YOUR OBJECTIVE |
Take the data below and extract the lines from the one with "assert_eq!(game.state().ball.rect, frozen);" to the one with "key leaves the", inclusive, exactly as written.

-- SOURCE RECORDS follows --

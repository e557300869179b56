//! Audio port and volume mixer
//!
//! The simulation fires sounds at an [`AudioPort`] and never waits on it.
//! Playback failures are logged and swallowed: missing audio must not stop
//! the game.

use std::fmt;

use serde::{Deserialize, Serialize};

use crate::settings::Settings;

/// One-shot sound effects
#[derive(Debug, Clone, Copy, PartialEq, Eq, Hash, Serialize, Deserialize)]
pub enum SoundId {
    /// Ball hits a paddle
    PaddleHit,
    /// Menu navigation, pause and resume
    ButtonClick,
    /// A player reached the winning score
    GameOver,
    /// Leaving the menu for the countdown
    BallBounceTransition,
}

impl SoundId {
    /// Clip file a sample-based backend loads for this effect
    pub fn clip_name(self) -> &'static str {
        match self {
            SoundId::PaddleHit | SoundId::ButtonClick => "ball_hit.wav",
            SoundId::GameOver => "game_over.wav",
            SoundId::BallBounceTransition => "ball_bounce.wav",
        }
    }
}

/// Looping background tracks
#[derive(Debug, Clone, Copy, PartialEq, Eq, Hash, Serialize, Deserialize)]
pub enum MusicTrack {
    Menu,
    Game,
}

impl MusicTrack {
    pub fn clip_name(self) -> &'static str {
        match self {
            MusicTrack::Menu => "menu_music.wav",
            MusicTrack::Game => "game_music.wav",
        }
    }
}

/// Fire-and-forget sound output used by the game loop
pub trait AudioPort {
    fn play(&mut self, sound: SoundId);
    /// Start looping `track`, replacing whatever was playing
    fn play_music(&mut self, track: MusicTrack);
    fn stop_music(&mut self);
}

/// Failure reported by a [`SoundBackend`]
#[derive(Debug, Clone, PartialEq, Eq)]
pub enum AudioError {
    DeviceUnavailable,
    MissingClip(&'static str),
    Backend(String),
}

impl fmt::Display for AudioError {
    fn fmt(&self, f: &mut fmt::Formatter<'_>) -> fmt::Result {
        match self {
            AudioError::DeviceUnavailable => f.write_str("audio device unavailable"),
            AudioError::MissingClip(name) => write!(f, "clip not loaded: {}", name),
            AudioError::Backend(msg) => write!(f, "audio backend error: {}", msg),
        }
    }
}

impl std::error::Error for AudioError {}

/// Device-facing playback primitives wrapped by [`Mixer`]
pub trait SoundBackend {
    fn play_clip(&mut self, sound: SoundId, volume: f32) -> Result<(), AudioError>;
    fn start_loop(&mut self, track: MusicTrack, volume: f32) -> Result<(), AudioError>;
    fn stop_loop(&mut self) -> Result<(), AudioError>;
}

/// Applies volume and mute settings on top of a backend
pub struct Mixer<B> {
    backend: Option<B>,
    master_volume: f32,
    sfx_volume: f32,
    music_volume: f32,
    muted: bool,
    current_track: Option<MusicTrack>,
}

impl<B: SoundBackend> Mixer<B> {
    /// `None` means no device could be opened; every call becomes a no-op
    pub fn new(backend: Option<B>) -> Self {
        if backend.is_none() {
            log::warn!("No audio backend - audio disabled");
        }
        Self {
            backend,
            master_volume: 0.8,
            sfx_volume: 1.0,
            music_volume: 0.7,
            muted: false,
            current_track: None,
        }
    }

    pub fn with_settings(backend: Option<B>, settings: &Settings) -> Self {
        let mut mixer = Self::new(backend);
        mixer.set_master_volume(settings.master_volume);
        mixer.set_sfx_volume(settings.sfx_volume);
        mixer.set_music_volume(settings.music_volume);
        mixer.set_muted(settings.muted);
        mixer
    }

    /// Set master volume (0.0 - 1.0)
    pub fn set_master_volume(&mut self, vol: f32) {
        self.master_volume = vol.clamp(0.0, 1.0);
    }

    /// Set SFX volume (0.0 - 1.0)
    pub fn set_sfx_volume(&mut self, vol: f32) {
        self.sfx_volume = vol.clamp(0.0, 1.0);
    }

    /// Set music volume (0.0 - 1.0)
    pub fn set_music_volume(&mut self, vol: f32) {
        self.music_volume = vol.clamp(0.0, 1.0);
    }

    pub fn set_muted(&mut self, muted: bool) {
        self.muted = muted;
    }

    /// Track currently looping, if any
    pub fn current_track(&self) -> Option<MusicTrack> {
        self.current_track
    }

    pub fn backend(&self) -> Option<&B> {
        self.backend.as_ref()
    }

    fn effective_volume(&self, channel: f32) -> f32 {
        if self.muted {
            0.0
        } else {
            self.master_volume * channel
        }
    }
}

impl<B: SoundBackend> AudioPort for Mixer<B> {
    fn play(&mut self, sound: SoundId) {
        let vol = self.effective_volume(self.sfx_volume);
        if vol <= 0.0 {
            return;
        }
        let Some(backend) = self.backend.as_mut() else {
            return;
        };
        if let Err(e) = backend.play_clip(sound, vol) {
            log::warn!("Failed to play {:?}: {}", sound, e);
        }
    }

    fn play_music(&mut self, track: MusicTrack) {
        if self.current_track == Some(track) {
            return;
        }
        self.stop_music();

        let vol = self.effective_volume(self.music_volume);
        let Some(backend) = self.backend.as_mut() else {
            return;
        };
        match backend.start_loop(track, vol) {
            Ok(()) => self.current_track = Some(track),
            Err(e) => log::warn!("Failed to start {:?} music: {}", track, e),
        }
    }

    fn stop_music(&mut self) {
        if self.current_track.take().is_none() {
            return;
        }
        let Some(backend) = self.backend.as_mut() else {
            return;
        };
        if let Err(e) = backend.stop_loop() {
            log::warn!("Failed to stop music: {}", e);
        }
    }
}

/// Backend that only logs what would be played
#[derive(Debug, Default)]
pub struct LogBackend;

impl SoundBackend for LogBackend {
    fn play_clip(&mut self, sound: SoundId, volume: f32) -> Result<(), AudioError> {
        log::trace!("sfx {} at {:.2}", sound.clip_name(), volume);
        Ok(())
    }

    fn start_loop(&mut self, track: MusicTrack, volume: f32) -> Result<(), AudioError> {
        log::trace!("music {} at {:.2}", track.clip_name(), volume);
        Ok(())
    }

    fn stop_loop(&mut self) -> Result<(), AudioError> {
        log::trace!("music stopped");
        Ok(())
    }
}

/// Discards every sound
#[derive(Debug, Default, Clone, Copy)]
pub struct SilentAudio;

impl AudioPort for SilentAudio {
    fn play(&mut self, _sound: SoundId) {}
    fn play_music(&mut self, _track: MusicTrack) {}
    fn stop_music(&mut self) {}
}

/// A call made against an [`AudioPort`]
#[derive(Debug, Clone, Copy, PartialEq, Eq)]
pub enum AudioCall {
    Sound(SoundId),
    Music(MusicTrack),
    StopMusic,
}

/// Records calls in order; used to assert on audio cues
#[derive(Debug, Default, Clone)]
pub struct RecordingAudio {
    pub calls: Vec<AudioCall>,
}

impl RecordingAudio {
    pub fn sounds(&self) -> impl Iterator<Item = SoundId> + '_ {
        self.calls.iter().filter_map(|call| match call {
            AudioCall::Sound(id) => Some(*id),
            _ => None,
        })
    }

    pub fn count(&self, sound: SoundId) -> usize {
        self.sounds().filter(|s| *s == sound).count()
    }
}

impl AudioPort for RecordingAudio {
    fn play(&mut self, sound: SoundId) {
        self.calls.push(AudioCall::Sound(sound));
    }

    fn play_music(&mut self, track: MusicTrack) {
        self.calls.push(AudioCall::Music(track));
    }

    fn stop_music(&mut self) {
        self.calls.push(AudioCall::StopMusic);
    }
}

#[cfg(test)]
mod tests {
    use super::*;

    /// Backend that fails every call and counts attempts
    #[derive(Default)]
    struct BrokenBackend {
        attempts: usize,
    }

    impl SoundBackend for BrokenBackend {
        fn play_clip(&mut self, sound: SoundId, _volume: f32) -> Result<(), AudioError> {
            self.attempts += 1;
            Err(AudioError::MissingClip(sound.clip_name()))
        }

        fn start_loop(&mut self, _track: MusicTrack, _volume: f32) -> Result<(), AudioError> {
            self.attempts += 1;
            Err(AudioError::DeviceUnavailable)
        }

        fn stop_loop(&mut self) -> Result<(), AudioError> {
            self.attempts += 1;
            Err(AudioError::DeviceUnavailable)
        }
    }

    #[derive(Default)]
    struct VolumeSpy {
        last_volume: Option<f32>,
        loops_started: usize,
        loops_stopped: usize,
    }

    impl SoundBackend for VolumeSpy {
        fn play_clip(&mut self, _sound: SoundId, volume: f32) -> Result<(), AudioError> {
            self.last_volume = Some(volume);
            Ok(())
        }

        fn start_loop(&mut self, _track: MusicTrack, _volume: f32) -> Result<(), AudioError> {
            self.loops_started += 1;
            Ok(())
        }

        fn stop_loop(&mut self) -> Result<(), AudioError> {
            self.loops_stopped += 1;
            Ok(())
        }
    }

    #[test]
    fn test_backend_failures_are_swallowed() {
        let mut mixer = Mixer::new(Some(BrokenBackend::default()));
        mixer.play(SoundId::PaddleHit);
        mixer.play_music(MusicTrack::Game);
        mixer.stop_music();
        assert_eq!(mixer.current_track(), None);
        assert_eq!(mixer.backend().map(|b| b.attempts), Some(2));
    }

    #[test]
    fn test_missing_backend_is_silent() {
        let mut mixer: Mixer<LogBackend> = Mixer::new(None);
        mixer.play(SoundId::GameOver);
        mixer.play_music(MusicTrack::Menu);
        assert_eq!(mixer.current_track(), None);
    }

    #[test]
    fn test_mute_skips_effects() {
        let mut mixer = Mixer::new(Some(VolumeSpy::default()));
        mixer.set_muted(true);
        mixer.play(SoundId::ButtonClick);
        assert_eq!(mixer.backend().and_then(|b| b.last_volume), None);

        mixer.set_muted(false);
        mixer.set_master_volume(0.5);
        mixer.set_sfx_volume(2.0);
        mixer.play(SoundId::ButtonClick);
        assert_eq!(mixer.backend().and_then(|b| b.last_volume), Some(0.5));
    }

    #[test]
    fn test_same_track_is_not_restarted() {
        let mut mixer = Mixer::new(Some(VolumeSpy::default()));
        mixer.play_music(MusicTrack::Menu);
        mixer.play_music(MusicTrack::Menu);
        mixer.play_music(MusicTrack::Game);
        let backend = mixer.backend().expect("backend");
        assert_eq!(backend.loops_started, 2);
        assert_eq!(backend.loops_stopped, 1);
        assert_eq!(mixer.current_track(), Some(MusicTrack::Game));
    }

    #[test]
    fn test_recording_audio_counts() {
        let mut audio = RecordingAudio::default();
        audio.play(SoundId::PaddleHit);
        audio.play_music(MusicTrack::Game);
        audio.play(SoundId::PaddleHit);
        assert_eq!(audio.count(SoundId::PaddleHit), 2);
        assert_eq!(audio.calls[1], AudioCall::Music(MusicTrack::Game));
    }
}
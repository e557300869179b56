//! End-to-end runs of the game loop with a manual clock and keyboard

use std::time::Duration;

use glam::IVec2;
use ping_pong::audio::{AudioCall, RecordingAudio, SoundId};
use ping_pong::render::RecordingRenderer;
use ping_pong::sim::{GamePhase, GameState, PlayerId};
use ping_pong::{GameLoop, Key, KeyboardState, LoopControl, ManualClock, MusicTrack, Tuning};

type TestLoop = GameLoop<ManualClock, KeyboardState, RecordingAudio, RecordingRenderer>;

fn step() -> Duration {
    Tuning::default().tick_duration()
}

fn new_loop(state: GameState) -> TestLoop {
    GameLoop::new(
        state,
        ManualClock::new(),
        KeyboardState::new(),
        RecordingAudio::default(),
        RecordingRenderer::default(),
    )
}

/// Run `ticks` frames, each exactly one tick long
fn run_ticks(game: &mut TestLoop, ticks: u32) -> LoopControl {
    for _ in 0..ticks {
        game.clock_mut().advance(step());
        if game.frame() == LoopControl::Exit {
            return LoopControl::Exit;
        }
    }
    LoopControl::Continue
}

fn tap(game: &mut TestLoop, key: Key) {
    game.input_mut().key_down(key);
    game.input_mut().key_up(key);
}

#[test]
fn menu_countdown_then_play() {
    let mut game = new_loop(GameState::new(Tuning::default(), 11));
    tap(&mut game, Key::Enter);

    run_ticks(&mut game, 1);
    assert!(matches!(
        game.state().phase,
        GamePhase::Countdown { remaining: 3, .. }
    ));
    assert_eq!(
        game.audio().calls,
        vec![
            AudioCall::Music(MusicTrack::Menu),
            AudioCall::StopMusic,
            AudioCall::Sound(SoundId::BallBounceTransition),
        ]
    );

    run_ticks(&mut game, 180);
    assert_eq!(game.state().phase, GamePhase::Playing);

    let frames = &game.renderer().frames;
    let first_playing = frames
        .iter()
        .find(|s| s.phase == GamePhase::Playing)
        .map(|s| s.tick);
    assert_eq!(first_playing, Some(181), "3000 ms of countdown at 60 Hz");

    let mut headlines: Vec<String> = frames.iter().filter_map(|s| s.headline()).collect();
    headlines.dedup();
    assert_eq!(
        headlines,
        vec!["Starting in 3", "Starting in 2", "Starting in 1"]
    );
    assert!(frames.iter().all(|s| s.ball.is_none() || s.phase == GamePhase::Playing));
    assert!(game.renderer().last().and_then(|s| s.ball).is_some());
    assert_eq!(
        game.audio().calls.last(),
        Some(&AudioCall::Music(MusicTrack::Game))
    );
}

#[test]
fn exit_from_menu() {
    let mut game = new_loop(GameState::new(Tuning::default(), 11));
    tap(&mut game, Key::Down);
    tap(&mut game, Key::Down);
    tap(&mut game, Key::Enter);

    assert_eq!(run_ticks(&mut game, 10), LoopControl::Exit);
    assert_eq!(game.state().time_ticks, 3);
    assert!(game.has_exited());
}

#[test]
fn pause_freezes_until_space() {
    let mut state = GameState::new(Tuning::default(), 5);
    state.phase = GamePhase::Playing;
    let mut game = new_loop(state);

    run_ticks(&mut game, 5);
    tap(&mut game, Key::Escape);
    run_ticks(&mut game, 1);
    assert_eq!(game.state().phase, GamePhase::Paused);
    let frozen = game.state().ball.rect;

    // Held paddle keys do nothing while paused
    game.input_mut().key_down(Key::W);
    run_ticks(&mut game, 30);
    assert_eq!(game.state().ball.rect, frozen);
    assert_eq!(
        game.renderer().last().and_then(|s| s.prompt()),
        Some("Press SPACE to continue")
    );

    game.input_mut().key_up(Key::W);
    tap(&mut game, Key::Space);
    run_ticks(&mut game, 1);
    assert_eq!(game.state().phase, GamePhase::Playing);
    assert_ne!(game.state().ball.rect, frozen);
    assert_eq!(
        game.state().left.rect.pos,
        game.state().tuning.paddle_spawn(ping_pong::sim::Side::Left),
        "released key leaves the paddle still"
    );
}

#[test]
fn match_point_ends_game_and_space_restarts() {
    let mut state = GameState::new(Tuning::default(), 9);
    state.phase = GamePhase::Playing;
    state.score.player2 = 4;
    state.ball.rect.pos = IVec2::new(2, 20);
    state.ball.vel = IVec2::new(-3, 0);
    let mut game = new_loop(state);

    run_ticks(&mut game, 1);
    assert_eq!(
        game.state().phase,
        GamePhase::GameOver {
            winner: PlayerId::Player2
        }
    );
    let last = game.renderer().last().cloned().expect("rendered");
    assert_eq!(last.headline().as_deref(), Some("GAME OVER - Player 2 Wins!"));
    assert_eq!(last.scoreboard(), "00 - 05");
    assert_eq!(game.audio().count(SoundId::GameOver), 1);

    // Frozen until Space
    run_ticks(&mut game, 20);
    assert_eq!(game.state().score.player2, 5);

    tap(&mut game, Key::Space);
    run_ticks(&mut game, 1);
    assert_eq!(game.state().phase, GamePhase::Playing);
    assert_eq!(game.state().score, Default::default());
    assert_eq!(
        game.audio().calls.last(),
        Some(&AudioCall::Music(MusicTrack::Game))
    );
}

#[test]
fn same_seed_same_script_same_frames() {
    fn play(seed: u64) -> Vec<ping_pong::sim::GameSnapshot> {
        let mut game = new_loop(GameState::new(Tuning::default(), seed));
        tap(&mut game, Key::Enter);
        run_ticks(&mut game, 200);
        game.input_mut().key_down(Key::S);
        game.input_mut().key_down(Key::Up);
        run_ticks(&mut game, 400);
        game.input_mut().key_up(Key::S);
        run_ticks(&mut game, 900);
        game.renderer().frames.clone()
    }

    let a = play(2024);
    let b = play(2024);
    assert_eq!(a.len(), 1500);
    assert_eq!(a, b);
}

#[test]
fn paddles_stay_inside_while_held() {
    let mut state = GameState::new(Tuning::default(), 1);
    state.phase = GamePhase::Playing;
    let mut game = new_loop(state);

    game.input_mut().key_down(Key::W);
    game.input_mut().key_down(Key::Down);
    run_ticks(&mut game, 60);

    let max_y = game.state().tuning.max_paddle_y();
    for snap in &game.renderer().frames {
        assert!((0..=max_y).contains(&snap.left_paddle.y()));
        assert!((0..=max_y).contains(&snap.right_paddle.y()));
    }
    let last = game.renderer().last().expect("rendered");
    // A point may have respawned the paddles mid-run, but never out of bounds
    if last.score == Default::default() {
        assert_eq!(last.left_paddle.y(), 0);
        assert_eq!(last.right_paddle.y(), max_y);
    }
}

-- SOURCE RECORDS concluded --

ANSWER TO THIS TASK |
    assert_eq!(game.state().ball.rect, frozen);
    assert_eq!(
        game.renderer().last().and_then(|s| s.prompt()),
        Some("Press SPACE to continue")
    );

    game.input_mut().key_up(Key::W);
    tap(&mut game, Key::Space);
    run_ticks(&mut game, 1);
    assert_eq!(game.state().phase, GamePhase::Playing);
    assert_ne!(game.state().ball.rect, frozen);
    assert_eq!(
        game.state().left.rect.pos,
        game.state().tuning.paddle_spawn(ping_pong::sim::Side::Left),
        "released key leaves the paddle still"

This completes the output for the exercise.